> Problem: Please restate, word for word, the lines below that begin at the one with "pub fn insert_node(&mut" and end at the one with "let consumed = self.consume_demand(node, capacity);". Leave out all other lines.
----- Input data -----
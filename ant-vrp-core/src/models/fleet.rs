use crate::models::Demand;

/// A vehicle identifier.
pub type VehicleId = usize;

/// Describes a vehicle (a deliver): it starts and ends its tour at a depot node and is restricted by
/// its maximum route length and capacity.
#[derive(Clone, Debug, PartialEq)]
pub struct Vehicle {
    /// An unique vehicle id.
    pub id: VehicleId,
    /// A depot node index.
    pub depot: usize,
    /// A maximum travel distance including the return to depot.
    pub max_distance: f64,
    /// A maximum load which can be picked up on a single route.
    pub max_capacity: Demand,
}
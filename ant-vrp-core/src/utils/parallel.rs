extern crate rayon;
use self::rayon::prelude::*;

/// Maps collection and collects results into vector in parallel.
pub fn parallel_collect<T, F, R>(source: &[T], map_op: F) -> Vec<R>
where
    T: Send + Sync,
    F: Fn(&T) -> R + Sync + Send,
    R: Send,
{
    source.par_iter().map(map_op).collect()
}

/// Performs map reduce operations in parallel.
pub fn map_reduce<T, FM, FR, FD, R>(source: &[T], map_op: FM, default_op: FD, reduce_op: FR) -> R
where
    T: Send + Sync,
    FM: Fn(&T) -> R + Sync + Send,
    FR: Fn(R, R) -> R + Sync + Send,
    FD: Fn() -> R + Sync + Send,
    R: Send,
{
    source.par_iter().map(map_op).reduce(default_op, reduce_op)
}
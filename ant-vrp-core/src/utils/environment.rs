use crate::utils::{DefaultRandom, Random};
use std::sync::Arc;

/// A logger type which is called with various information.
pub type InfoLogger = Arc<dyn Fn(&str) + Send + Sync>;

/// Keeps track of environment specific information which influences algorithm behavior.
#[derive(Clone)]
pub struct Environment {
    /// A wrapper on random generator.
    pub random: Arc<dyn Random + Send + Sync>,

    /// A seed used to derive repeatable random generators for every ant.
    pub seed: Option<u64>,

    /// An information logger.
    pub logger: InfoLogger,

    /// Specifies whether detailed construction messages are logged.
    pub is_verbose: bool,
}

impl Environment {
    /// Creates an instance of `Environment` with optional seed and default logger.
    pub fn new_with_seed(seed: Option<u64>) -> Self {
        let random: Arc<dyn Random + Send + Sync> = match seed {
            Some(seed) => Arc::new(DefaultRandom::new_with_seed(seed)),
            None => Arc::new(DefaultRandom::default()),
        };

        Self { random, seed, ..Environment::default() }
    }

    /// Creates a random generator for the given stream (e.g. ant id). When environment is seeded,
    /// every stream gets its own repeatable sequence.
    pub fn random_for(&self, stream: usize) -> Arc<dyn Random + Send + Sync> {
        match self.seed {
            Some(seed) => Arc::new(DefaultRandom::new_with_seed(seed.wrapping_add(stream as u64 + 1))),
            None => Arc::new(DefaultRandom::default()),
        }
    }

    /// Logs message only if environment is verbose.
    pub fn log_verbose(&self, message: impl FnOnce() -> String) {
        if self.is_verbose {
            (self.logger)(message().as_str())
        }
    }
}

impl Default for Environment {
    fn default() -> Self {
        Environment {
            random: Arc::new(DefaultRandom::default()),
            seed: None,
            logger: create_default_logger(),
            is_verbose: false,
        }
    }
}

/// Creates a logger which prints messages prefixed by the current thread's name to stdout.
pub fn create_default_logger() -> InfoLogger {
    Arc::new(|msg: &str| {
        let thread = std::thread::current();
        println!("[{}] {msg}", thread.name().unwrap_or("main"))
    })
}

/// Returns amount of CPUs.
pub fn get_cpus() -> usize {
    num_cpus::get()
}

use crate::utils::{Environment, InfoLogger};
use std::sync::{Arc, Mutex};

pub fn create_test_environment() -> Arc<Environment> {
    Arc::new(Environment { logger: Arc::new(|_| {}), ..Environment::new_with_seed(Some(0)) })
}

pub fn create_test_environment_with_random(random: Arc<dyn crate::utils::Random + Send + Sync>) -> Arc<Environment> {
    Arc::new(Environment { random, logger: Arc::new(|_| {}), ..Environment::default() })
}

/// Creates a logger which keeps all messages.
pub fn create_collecting_logger() -> (InfoLogger, Arc<Mutex<Vec<String>>>) {
    let messages = Arc::new(Mutex::new(Vec::new()));
    let logger: InfoLogger = Arc::new({
        let messages = messages.clone();
        move |msg: &str| messages.lock().unwrap().push(msg.to_string())
    });

    (logger, messages)
}
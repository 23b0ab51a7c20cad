//! Contains the route construction algorithm of a single ant: state transition rule, feasibility
//! checks and local pheromone updating.

#[cfg(test)]
#[path = "../../tests/unit/construction/construction_test.rs"]
mod construction_test;

mod feasibility;
mod state;
mod transition;

pub(crate) use self::state::ConstructionState;
pub use self::state::apply_local_update;
pub use self::transition::transition_probabilities;

use crate::models::solution::{Route, UsedEdges};
use crate::models::{Demand, Problem, VehicleId};
use crate::utils::{Environment, Random};
use rustc_hash::FxHashMap;
use std::fmt::{Display, Formatter};

/// A default range of exploitation threshold.
pub const DEFAULT_Q0_RANGE: (f64, f64) = (0.45, 0.98);

/// A default heuristic exponent.
pub const DEFAULT_BETA: f64 = 2.;

/// A default local pheromone decay rate.
pub const DEFAULT_RHO: f64 = 0.1;

/// Parameters of the ant's decision policy.
#[derive(Clone, Debug, PartialEq)]
pub struct AntParams {
    /// An exploitation threshold in (0, 1): a probability to pick the best edge deterministically.
    pub q0: f64,
    /// A heuristic exponent.
    pub beta: f64,
    /// A local pheromone decay rate.
    pub rho: f64,
}

impl AntParams {
    /// Creates parameters with exploitation threshold drawn from the range with 0.01 granularity.
    pub fn new_random(q0_range: (f64, f64), random: &dyn Random) -> Self {
        let (min, max) = q0_range;
        let percent = random.uniform_int((min * 100.).round() as i32, (max * 100.).round() as i32);

        Self { q0: percent as f64 / 100., ..Self::default() }
    }
}

impl Default for AntParams {
    fn default() -> Self {
        Self { q0: 0.9, beta: DEFAULT_BETA, rho: DEFAULT_RHO }
    }
}

/// Specifies the reason why an ant failed to construct a solution within the round.
#[derive(Clone, Debug, PartialEq)]
pub enum AntError {
    /// A candidate edge has no pheromone left.
    ZeroPheromone {
        /// An edge start.
        from: usize,
        /// An edge end.
        to: usize,
    },
    /// Total weight of all candidates is zero.
    ZeroWeight {
        /// A node where decision was made.
        node: usize,
    },
    /// No candidate is available to continue a route.
    NoCandidates {
        /// A node where decision was made.
        node: usize,
    },
    /// All vehicles are used while some demand is not served.
    VehiclesExhausted {
        /// Amount of nodes with remaining demand.
        unserved: usize,
    },
}

impl Display for AntError {
    fn fmt(&self, f: &mut Formatter<'_>) -> std::fmt::Result {
        match self {
            AntError::ZeroPheromone { from, to } => write!(f, "pheromone is zero on edge ({from}, {to})"),
            AntError::ZeroWeight { node } => write!(f, "total weight of candidates is zero at node {node}"),
            AntError::NoCandidates { node } => write!(f, "no candidates to visit from node {node}"),
            AntError::VehiclesExhausted { unserved } => {
                write!(f, "no vehicles left while {unserved} node(s) have unserved demand")
            }
        }
    }
}

impl std::error::Error for AntError {}

/// Keeps references needed by the ant to make its decisions.
pub struct ConstructionContext<'a> {
    /// An ant id used for logging.
    pub ant_id: usize,
    /// Decision policy parameters.
    pub params: &'a AntParams,
    /// A random generator of the ant.
    pub random: &'a dyn Random,
    /// An environment.
    pub environment: &'a Environment,
}

/// Routes constructed within one round.
pub struct ConstructedRoutes {
    /// Routes per vehicle.
    pub routes: FxHashMap<VehicleId, Route>,
    /// Picked up load per visit.
    pub visits: FxHashMap<VehicleId, Vec<(usize, Demand)>>,
    /// Total cost of constructed routes.
    pub cost: f64,
    /// Edges traversed during construction.
    pub used_edges: UsedEdges,
}

/// Constructs routes until demand of every node is served.
///
/// The pheromone lock is held only for a single decision: picking the next node and either inserting
/// it or closing the active route.
pub fn construct_routes(ctx: &ConstructionContext, problem: &Problem) -> Result<ConstructedRoutes, AntError> {
    let graph = problem.graph.as_ref();
    let rho = ctx.params.rho;
    let mut state = ConstructionState::new(problem);

    state.start_vehicle()?;

    while !state.is_complete() {
        let mut pheromones = graph.lock();

        let current = state.current_node().ok_or(AntError::VehiclesExhausted { unserved: state.unserved() })?;
        let candidates = state.candidates(current);
        let next = transition::select_next_node(ctx, &pheromones, graph, current, candidates.as_slice())?;

        if state.is_feasible(next) {
            state.insert_node(next, &mut pheromones, rho);
            ctx.environment.log_verbose(|| format!("[insert] ant {}: {:?}", ctx.ant_id, state.active_nodes()));
        } else {
            state.close_route(&mut pheromones, rho);
            state.start_vehicle()?;
            ctx.environment.log_verbose(|| format!("[vehicle] ant {}: {:?}", ctx.ant_id, state.active_nodes()));
        }
    }

    state.close_route(&mut graph.lock(), rho);

    Ok(state.into_routes())
}
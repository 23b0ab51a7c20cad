//! A collection of models to represent a problem and its solution.

mod fleet;
pub use self::fleet::{Vehicle, VehicleId};

mod graph;
pub use self::graph::*;

mod problem;
pub use self::problem::{Demand, Problem};

pub mod solution;
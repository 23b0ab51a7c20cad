//! Contains the ant agent, its lifecycle and the colony coordinator which drives ants by rounds.

mod ant;
pub use self::ant::{Ant, AntHandle};

mod barrier;
pub use self::barrier::StartSignal;

mod colony;
pub use self::colony::*;
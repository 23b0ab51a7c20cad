#[cfg(test)]
#[path = "../../tests/unit/utils/random_test.rs"]
mod random_test;

use rand::prelude::*;
use rand::rngs::SmallRng;
use std::sync::{Mutex, PoisonError};

/// Provides the way to use randomized values in generic way.
pub trait Random {
    /// Produces integral random value, uniformly distributed on the closed interval [min, max]
    fn uniform_int(&self, min: i32, max: i32) -> i32;

    /// Produces real random value, uniformly distributed on the closed interval [min, max)
    fn uniform_real(&self, min: f64, max: f64) -> f64;
}

/// A default random implementation.
pub struct DefaultRandom {
    rng: Mutex<SmallRng>,
}

impl DefaultRandom {
    /// Creates a new instance of `DefaultRandom` which produces a repeatable sequence of values.
    pub fn new_with_seed(seed: u64) -> Self {
        Self { rng: Mutex::new(SmallRng::seed_from_u64(seed)) }
    }

    fn with_rng<R>(&self, action: impl FnOnce(&mut SmallRng) -> R) -> R {
        let mut rng = self.rng.lock().unwrap_or_else(PoisonError::into_inner);
        action(&mut *rng)
    }
}

impl Default for DefaultRandom {
    fn default() -> Self {
        Self { rng: Mutex::new(SmallRng::from_entropy()) }
    }
}

impl Random for DefaultRandom {
    fn uniform_int(&self, min: i32, max: i32) -> i32 {
        if min == max {
            return min;
        }

        assert!(min < max);
        self.with_rng(|rng| rng.gen_range(min..max + 1))
    }

    fn uniform_real(&self, min: f64, max: f64) -> f64 {
        if (min - max).abs() < f64::EPSILON {
            return min;
        }

        assert!(min < max);
        self.with_rng(|rng| rng.gen_range(min..max))
    }
}
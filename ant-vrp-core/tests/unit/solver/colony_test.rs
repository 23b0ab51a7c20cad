use super::*;
use crate::helpers::models::*;
use crate::helpers::utils::{create_collecting_logger, create_test_environment};

fn create_test_config(ants: usize) -> ColonyConfig {
    ColonyConfig { ants, ..ColonyConfig::default() }
}

#[test]
fn can_create_default_config() {
    let config = ColonyConfig::default();

    assert_eq!(config.ants, get_cpus());
    assert_eq!(config.q0_range, DEFAULT_Q0_RANGE);
    assert_eq!(config.beta, DEFAULT_BETA);
    assert_eq!(config.rho, DEFAULT_RHO);
}

#[test]
fn can_run_rounds_and_return_results_ordered_by_ant_id() {
    let problem = Arc::new(create_single_route_problem());
    let mut runner = ColonyRunner::new(&create_test_config(3), problem, create_test_environment()).unwrap();
    assert_eq!(runner.size(), 3);

    (0..2).for_each(|_| {
        let results = runner.run_round().unwrap();

        assert_eq!(results.iter().map(|(ant_id, _)| *ant_id).collect::<Vec<_>>(), vec![0, 1, 2]);
        results.iter().for_each(|(ant_id, result)| {
            let solution = result.as_ref().expect("round has failed");
            assert_eq!(solution.ant_id, *ant_id);
            assert_eq!(solution.served_demands(4), vec![0, 3, 4, 2]);
        });
    });

    assert_eq!(runner.rounds(), 2);
    runner.shutdown().unwrap();
}

#[test]
fn can_report_failed_ants_without_stopping_colony() {
    let problem =
        Arc::new(create_test_problem(&SQUARE_COORDINATES, create_test_vehicles(1, 100., 1), vec![0, 1, 1, 0]));
    let mut runner = ColonyRunner::new(&create_test_config(2), problem, create_test_environment()).unwrap();

    let first = runner.run_round().unwrap();
    let second = runner.run_round().unwrap();

    assert!(first.iter().chain(second.iter()).all(|(_, result)| result.is_err()));
    assert_eq!(second.len(), 2);
    runner.shutdown().unwrap();
}

#[test]
fn can_log_round_summary() {
    let (logger, messages) = create_collecting_logger();
    let environment = Arc::new(Environment { logger, ..Environment::new_with_seed(Some(1)) });
    let mut runner =
        ColonyRunner::new(&create_test_config(2), Arc::new(create_single_route_problem()), environment).unwrap();

    runner.run_round().unwrap();
    runner.shutdown().unwrap();

    let messages = messages.lock().unwrap();
    assert!(messages.iter().any(|msg| msg.starts_with("round 1 finished") && msg.ends_with("2 succeeded, 0 failed")));
}

parameterized_test! {can_reject_invalid_config, (config, expected), {
    can_reject_invalid_config_impl(config, expected);
}}

can_reject_invalid_config! {
    case01_no_ants: (create_test_config(0), "colony should have at least one ant"),
    case02_reversed_q0: (ColonyConfig { q0_range: (0.9, 0.5), ..create_test_config(1) }, "invalid q0 range: [0.9, 0.5]"),
    case03_q0_above_one: (ColonyConfig { q0_range: (0.5, 1.5), ..create_test_config(1) }, "invalid q0 range: [0.5, 1.5]"),
    case04_rho: (ColonyConfig { rho: 1.5, ..create_test_config(1) }, "invalid rho: 1.5"),
    case05_beta: (ColonyConfig { beta: f64::INFINITY, ..create_test_config(1) }, "invalid beta: inf"),
}

fn can_reject_invalid_config_impl(config: ColonyConfig, expected: &str) {
    let result = ColonyRunner::new(&config, Arc::new(create_single_route_problem()), create_test_environment());

    assert_eq!(result.err().map(|err| err.to_string()), Some(expected.to_string()));
}
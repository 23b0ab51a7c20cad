use std::time::Instant;

/// Measures time elapsed since its start.
pub struct Timer {
    start: Instant,
}

impl Timer {
    /// Starts a new timer.
    pub fn start() -> Self {
        Self { start: Instant::now() }
    }

    /// Returns elapsed time in milliseconds.
    pub fn elapsed_millis(&self) -> u128 {
        self.start.elapsed().as_millis()
    }
}
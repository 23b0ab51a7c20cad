use super::*;
use std::sync::Arc;
use std::thread;
use std::time::Duration;

#[test]
fn can_start_and_finish_round() {
    let signal = StartSignal::default();
    assert!(!signal.is_active());

    signal.signal_start();
    assert!(signal.is_active());
    assert!(signal.wait_for_start());

    signal.finish_round();
    assert!(!signal.is_active());
    assert!(!signal.is_terminated());
}

#[test]
fn can_wake_up_waiting_thread_on_start() {
    let signal = Arc::new(StartSignal::default());
    let waiter = thread::spawn({
        let signal = signal.clone();
        move || signal.wait_for_start()
    });

    thread::sleep(Duration::from_millis(10));
    signal.signal_start();

    assert!(waiter.join().unwrap());
}

#[test]
fn can_wake_up_waiting_thread_on_terminate() {
    let signal = Arc::new(StartSignal::default());
    let waiter = thread::spawn({
        let signal = signal.clone();
        move || signal.wait_for_start()
    });

    thread::sleep(Duration::from_millis(10));
    signal.terminate();

    assert!(!waiter.join().unwrap());
    assert!(signal.is_terminated());
}

#[test]
fn can_keep_terminated_state_after_round_is_finished() {
    let signal = StartSignal::default();
    signal.signal_start();
    assert!(signal.wait_for_start());

    signal.terminate();
    signal.finish_round();

    assert!(signal.is_active());
    assert!(!signal.wait_for_start());
}

#[test]
fn can_ignore_start_after_terminate() {
    let signal = StartSignal::default();

    signal.terminate();
    signal.signal_start();

    assert!(signal.is_terminated());
    assert!(!signal.wait_for_start());
}

#[test]
fn can_keep_start_signaled_during_round() {
    let signal = StartSignal::default();
    signal.signal_start();
    assert!(signal.wait_for_start());

    signal.signal_start();
    signal.finish_round();

    assert!(signal.is_active());
    assert!(signal.wait_for_start());
    signal.finish_round();
    assert!(!signal.is_active());
}

#[test]
fn can_merge_start_signals_sent_before_round_is_picked_up() {
    let signal = StartSignal::default();

    signal.signal_start();
    signal.signal_start();
    assert!(signal.wait_for_start());
    signal.finish_round();

    assert!(!signal.is_active());
}
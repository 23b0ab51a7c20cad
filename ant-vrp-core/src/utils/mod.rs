//! This module contains helper functionality.

mod comparison;
pub use self::comparison::*;

mod environment;
pub use self::environment::*;

mod error;
pub use self::error::*;

mod parallel;
pub use self::parallel::*;

mod random;
pub use self::random::*;

mod timing;
pub use self::timing::*;
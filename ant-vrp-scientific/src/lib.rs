//! Scientific crate contains logic to read scientific problems used to benchmark the ant colony.
//!
//!
//! # Supported formats
//!
//! - **tsplib** CVRP subset of TSPLIB95 format as used by [CVRPLIB](http://vrp.galgos.inf.puc-rio.br/index.php/en/)

#![warn(missing_docs)]
#![forbid(unsafe_code)]

#[cfg(test)]
#[path = "../tests/helpers/mod.rs"]
#[macro_use]
pub(crate) mod helpers;

pub use ant_vrp_core as core;

pub mod common;
pub mod tsplib;
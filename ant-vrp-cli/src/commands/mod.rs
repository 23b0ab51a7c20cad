use clap::ArgMatches;

pub mod solve;

use std::fs::File;
use std::io::{BufWriter, Write, stdout};
use std::str::FromStr;

pub(crate) fn create_write_buffer(out_file: Option<File>) -> BufWriter<Box<dyn Write>> {
    if let Some(out_file) = out_file {
        BufWriter::new(Box::new(out_file))
    } else {
        BufWriter::new(Box::new(stdout()))
    }
}

fn open_file(path: &str, description: &str) -> Result<File, String> {
    File::open(path).map_err(|err| format!("cannot open {description} file '{path}': '{err}'"))
}

fn create_file(path: &str, description: &str) -> Result<File, String> {
    File::create(path).map_err(|err| format!("cannot create {description} file '{path}': '{err}'"))
}

fn parse_int_value<T: FromStr<Err = std::num::ParseIntError>>(
    matches: &ArgMatches,
    arg_name: &str,
    arg_desc: &str,
) -> Result<Option<T>, String> {
    matches
        .get_one::<String>(arg_name)
        .map(|arg| {
            arg.parse::<T>().map_err(|err| format!("cannot get integer value, error: '{err}': '{arg_desc}'")).map(Some)
        })
        .unwrap_or(Ok(None))
}
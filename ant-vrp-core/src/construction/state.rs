#[cfg(test)]
#[path = "../../tests/unit/construction/state_test.rs"]
mod state_test;

use super::feasibility::is_feasible;
use super::{AntError, ConstructedRoutes};
use crate::models::solution::{Route, UsedEdges};
use crate::models::{Demand, PheromoneGuard, Problem, SharedGraph, Vehicle, VehicleId};
use rustc_hash::FxHashMap;
use std::collections::BTreeSet;

/// A route of the vehicle which is currently used by the ant.
pub(crate) struct ActiveRoute {
    pub vehicle: Vehicle,
    pub nodes: Route,
    pub visits: Vec<(usize, Demand)>,
    pub cost: f64,
    pub load: Demand,
}

impl ActiveRoute {
    /// Returns the first (depot) node of the route.
    pub fn first(&self) -> usize {
        self.nodes.first().copied().unwrap_or(self.vehicle.depot)
    }

    /// Returns the last node of the route.
    pub fn last(&self) -> usize {
        self.nodes.last().copied().unwrap_or(self.vehicle.depot)
    }

    fn remaining_capacity(&self) -> Demand {
        self.vehicle.max_capacity.saturating_sub(self.load)
    }
}

/// Keeps per-round construction state of the ant. It is rebuilt from the problem for every round.
pub(crate) struct ConstructionState<'a> {
    graph: &'a SharedGraph,
    vehicles: Vec<Vehicle>,
    demands: Vec<Demand>,
    unvisited: BTreeSet<usize>,
    routes: FxHashMap<VehicleId, Route>,
    visits: FxHashMap<VehicleId, Vec<(usize, Demand)>>,
    used_edges: UsedEdges,
    cost: f64,
    active: Option<ActiveRoute>,
}

impl<'a> ConstructionState<'a> {
    pub fn new(problem: &'a Problem) -> Self {
        let graph = problem.graph.as_ref();
        let demands = problem.demands.clone();
        let unvisited = demands.iter().enumerate().filter(|(_, demand)| **demand > 0).map(|(node, _)| node).collect();

        // NOTE vehicles are taken from the back, keep the original order of usage
        let vehicles = problem.vehicles.iter().rev().cloned().collect();

        Self {
            graph,
            vehicles,
            demands,
            unvisited,
            routes: FxHashMap::default(),
            visits: FxHashMap::default(),
            used_edges: UsedEdges::new(graph.size()),
            cost: 0.,
            active: None,
        }
    }

    /// Returns true when demand of all nodes is served.
    pub fn is_complete(&self) -> bool {
        self.unvisited.is_empty()
    }

    /// Returns amount of nodes with remaining demand.
    pub fn unserved(&self) -> usize {
        self.unvisited.len()
    }

    /// Returns remaining demand of the node.
    pub fn remaining_demand(&self, node: usize) -> Demand {
        self.demands[node]
    }

    /// Returns the node where the active route ends.
    pub fn current_node(&self) -> Option<usize> {
        self.active.as_ref().map(|route| route.last())
    }

    /// Returns nodes of the active route.
    pub fn active_nodes(&self) -> &[usize] {
        self.active.as_ref().map_or(&[], |route| route.nodes.as_slice())
    }

    /// Returns candidates to visit from the current node: unvisited nodes from its candidate list,
    /// otherwise, any unvisited node except the current one, otherwise, the current node itself.
    pub fn candidates(&self, current: usize) -> Vec<usize> {
        let candidates = self
            .graph
            .candidates(current)
            .iter()
            .copied()
            .filter(|node| self.unvisited.contains(node))
            .collect::<Vec<_>>();

        if !candidates.is_empty() {
            return candidates;
        }

        let others = self.unvisited.iter().copied().filter(|&node| node != current).collect::<Vec<_>>();

        if others.is_empty() { self.unvisited.iter().copied().collect() } else { others }
    }

    /// Checks whether the node can be appended to the active route.
    pub fn is_feasible(&self, node: usize) -> bool {
        self.active.as_ref().is_some_and(|route| is_feasible(self.graph, route, node, self.demands[node]))
    }

    /// Activates the next vehicle and seeds its route at the vehicle's depot consuming as much of
    /// the depot's demand as capacity allows.
    pub fn start_vehicle(&mut self) -> Result<(), AntError> {
        if self.is_complete() {
            return Ok(());
        }

        let vehicle = self.vehicles.pop().ok_or(AntError::VehiclesExhausted { unserved: self.unserved() })?;
        let depot = vehicle.depot;

        let mut route =
            ActiveRoute { nodes: vec![depot], visits: Vec::default(), cost: 0., load: 0, vehicle };
        let consumed = self.consume_demand(depot, route.remaining_capacity());
        route.load += consumed;
        route.visits.push((depot, consumed));

        self.active = Some(route);

        Ok(())
    }

    /// Appends the node to the active route and applies local pheromone update on the traversed edge.
    pub fn insert_node(&mut self, node: usize, pheromones: &mut PheromoneGuard, rho: f64) {
        let Some(capacity) = self.active.as_ref().map(|route| route.remaining_capacity()) else {
            return;
        };

        let consumed = self.consume_demand(node, capacity);
        let tau0 = self.graph.base_pheromone();

        if let Some(route) = self.active.as_mut() {
            let last = route.last();

            route.cost += self.graph.distance(last, node);
            route.load += consumed;
            route.nodes.push(node);
            route.visits.push((node, consumed));
            self.used_edges.mark(last, node);

            apply_local_update(pheromones, tau0, rho, last, node);
        }
    }

    /// Closes the active route: applies local update on the edge back to depot and adds its distance.
    pub fn close_route(&mut self, pheromones: &mut PheromoneGuard, rho: f64) {
        if let Some(mut route) = self.active.take() {
            let (first, last) = (route.first(), route.last());

            apply_local_update(pheromones, self.graph.base_pheromone(), rho, last, first);

            route.cost += self.graph.distance(last, first);
            self.used_edges.mark(last, first);
            self.cost += route.cost;

            self.routes.insert(route.vehicle.id, route.nodes);
            self.visits.insert(route.vehicle.id, route.visits);
        }
    }

    pub fn into_routes(self) -> ConstructedRoutes {
        ConstructedRoutes { routes: self.routes, visits: self.visits, cost: self.cost, used_edges: self.used_edges }
    }

    fn consume_demand(&mut self, node: usize, capacity: Demand) -> Demand {
        let consumed = capacity.min(self.demands[node]);
        self.demands[node] -= consumed;

        if self.demands[node] == 0 {
            self.unvisited.remove(&node);
        }

        consumed
    }
}

/// Applies local updating rule on the edge: `(1 - rho) * tau + rho * tau0`.
pub fn apply_local_update(pheromones: &mut PheromoneGuard, tau0: f64, rho: f64, from: usize, to: usize) {
    let value = (1. - rho) * pheromones.pheromone(from, to) + rho * tau0;
    pheromones.set_pheromone(from, to, value);
}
-----
> Final answer:
    pub fn insert_node(&mut self, node: usize, pheromones: &mut PheromoneGuard, rho: f64) {
        let Some(capacity) = self.active.as_ref().map(|route| route.remaining_capacity()) else {
            return;
        };

        let consumed = self.consume_demand(node, capacity);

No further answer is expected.